While assistance is welcome, predictably the proposals don’t go nearly far enough. The biggest advantage of the Stamp Duty announcement is that it finally removes uncertainty surrounding the tax but it is unlikely to do much more than that.
Since the news was leaked last month that the government was planning to abolish Stamp Duty, estate agents have seen the housing market come to a standstill as potential buyers have put their plans on hold.
At least the announcement that no Stamp Duty will be charged on residential properties costing £175,000 or less for the next year puts an end to this speculation. According to the government, half of all properties will now be exempt from Stamp Duty – up from a third. Hardly an earth-shattering development.
Of more use to a wider number of home buyers would have been a wholesale reform of the tax. Stamp Duty is one of the unfairest taxes we have because it isn’t tiered in the way most others are. Unfortunately, when the housing market is buoyant Stamp Duty is too much of a money-spinner for the government to do much more than tweak the lowest threshold.

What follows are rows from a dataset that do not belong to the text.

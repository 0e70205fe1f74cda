// This file is part of the terraform-provider-vra project
//
// Copyright (C) ANEO, 2024-2024. All rights reserved.
//
// Licensed under the Apache License, Version 2.0 (the "License")
// you may not use this file except in compliance with the License.
// You may obtain a copy of the License at
//
//     http://www.apache.org/licenses/LICENSE-2.0
//
// Unless required by applicable law or agreed to in writing, software
// distributed under the License is distributed on an "AS IS" BASIS,
// WITHOUT WARRANTIES OR CONDITIONS OF ANY KIND, either express or implied.
// See the License for the specific language governing permissions and
// limitations under the License.

use serde::{Deserialize, Serialize};

use tf_provider::schema::{AttributeType, Block, Description};
use tf_provider::value::{Value, ValueBool, ValueString};
use tf_provider::map;
use tf_provider::schema::Schema;

use crate::client::models::Network;
use crate::resource::expand::{optional_string, self_link, value_string};
use crate::resource::NETWORKS_PATH;
use crate::utils::WithSchema;

use super::{computed_attribute, config_keys, key_attribute, LookupKind};

#[derive(Debug, Default, Clone, PartialEq, Serialize, Deserialize)]
pub struct NetworkDataState<'a> {
    pub id: ValueString<'a>,
    pub name: ValueString<'a>,
    pub description: ValueString<'a>,
    pub project_id: ValueString<'a>,
    pub cidr: ValueString<'a>,
    pub outbound_access: ValueBool,
    pub external_id: ValueString<'a>,
    pub external_zone_id: ValueString<'a>,
    pub self_link: ValueString<'a>,
}

impl<'a> WithSchema for NetworkDataState<'a> {
    fn schema() -> Schema {
        let computed = |description| computed_attribute(AttributeType::String, description);
        Schema {
            version: 1,
            block: Block {
                version: 1,
                attributes: map! {
                    "id" => key_attribute("Id of the network, conflicts with `name`"),
                    "name" => key_attribute("Name of the network, conflicts with `id`"),
                    "description" => computed("Description of the network"),
                    "project_id" => computed("Id of the project the network belongs to"),
                    "cidr" => computed("Address range of the network"),
                    "outbound_access" => computed_attribute(
                        AttributeType::Bool,
                        "Whether the network can reach the outside world",
                    ),
                    "external_id" => computed("Id of the network on the cloud provider"),
                    "external_zone_id" => computed("Id of the zone on the cloud provider"),
                    "self_link" => computed("Reference of the network"),
                },
                description: Description::plain("Look up a network by id or by name"),
                ..Default::default()
            },
        }
    }
}

#[derive(Debug, Default, Clone)]
pub struct NetworkLookup;

impl LookupKind for NetworkLookup {
    type State<'a> = NetworkDataState<'a>;
    type Object = Network;

    const PATH: &'static str = NETWORKS_PATH;
    const NAME: &'static str = "networks";

    fn keys<'s>(state: &'s NetworkDataState<'_>) -> (Option<&'s str>, Option<&'s str>) {
        config_keys(&state.id, &state.name)
    }

    fn flatten<'a>(network: Network) -> NetworkDataState<'a> {
        NetworkDataState {
            self_link: optional_string(self_link(&network.links)),
            id: value_string(network.id),
            name: optional_string(network.name),
            description: optional_string(network.description),
            project_id: optional_string(network.project_id),
            cidr: optional_string(network.cidr),
            outbound_access: network.outbound_access.map_or(Value::Null, Value::Value),
            external_id: optional_string(network.external_id),
            external_zone_id: optional_string(network.external_zone_id),
        }
    }
}

#[cfg(test)]
mod tests {
    use serde_json::json;
    use wiremock::matchers::{method, path};
    use wiremock::{Mock, MockServer, ResponseTemplate};

    use super::*;
    use crate::data_source::lookup;
    use crate::resource::testing;

    #[tokio::test]
    async fn network_found_by_id() {
        let server = MockServer::start().await;
        Mock::given(method("GET"))
            .and(path("/iaas/api/networks/n1"))
            .respond_with(ResponseTemplate::new(200).set_body_json(json!({
                "id": "n1",
                "name": "backend",
                "cidr": "10.1.0.0/24",
                "outboundAccess": true,
                "_links": {"self": {"href": "/iaas/api/networks/n1"}},
            })))
            .expect(1)
            .mount(&server)
            .await;

        let network: Network = lookup(
            &testing::client(&server),
            NetworkLookup::PATH,
            NetworkLookup::NAME,
            Some("n1"),
            None,
        )
        .await
        .unwrap();
        let state = NetworkLookup::flatten(network);

        assert_eq!(state.name, value_string("backend"));
        assert_eq!(state.cidr, value_string("10.1.0.0/24"));
        assert_eq!(state.outbound_access, Value::Value(true));
        assert_eq!(state.self_link, value_string("/iaas/api/networks/n1"));
        assert_eq!(state.project_id, Value::Null);
    }
}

There was further assistance for first-time buyers with the introduction of HomeBuy Direct – a scheme for borrowers who have a household income of £60,000 or less. A five-year interest-free equity loan of up to 30% of the property’s value co-funded by the government and developers is aimed at giving the new-build market a boost.
This is effectively an extension of Open Market HomeBuy, a scheme which has been so successful that many housing associations have run out of money and are having to turn away customers.
HomeBuy Direct should be attractive to borrowers who don’t have savings to put down on a property purchase be-cause it gives them the pick of the cheapest deals as the equity loan effectively acts as a deposit. Affordable housing schemes represent one of the best ways the government can help get the market moving but it is important to ensure there are enough funds available for what can turn out to be popular schemes.
And while these measures as well as those intended to help home owners facing repossession are welcome, they do nothing to address the real problem – lack of liquidity.
Liquidity remains key and the Crosby review, which is now rumoured to be released this month instead of in October’s pre-Budget report, will hopefully go some way towards freeing up the money markets.
It doesn’t matter how many Stamp Duty holidays or free equity loans we give first-time buyers, until criteria ease on mortgages and they become more readily accessible to those requiring high LTVs the housing market will remain at a standstill.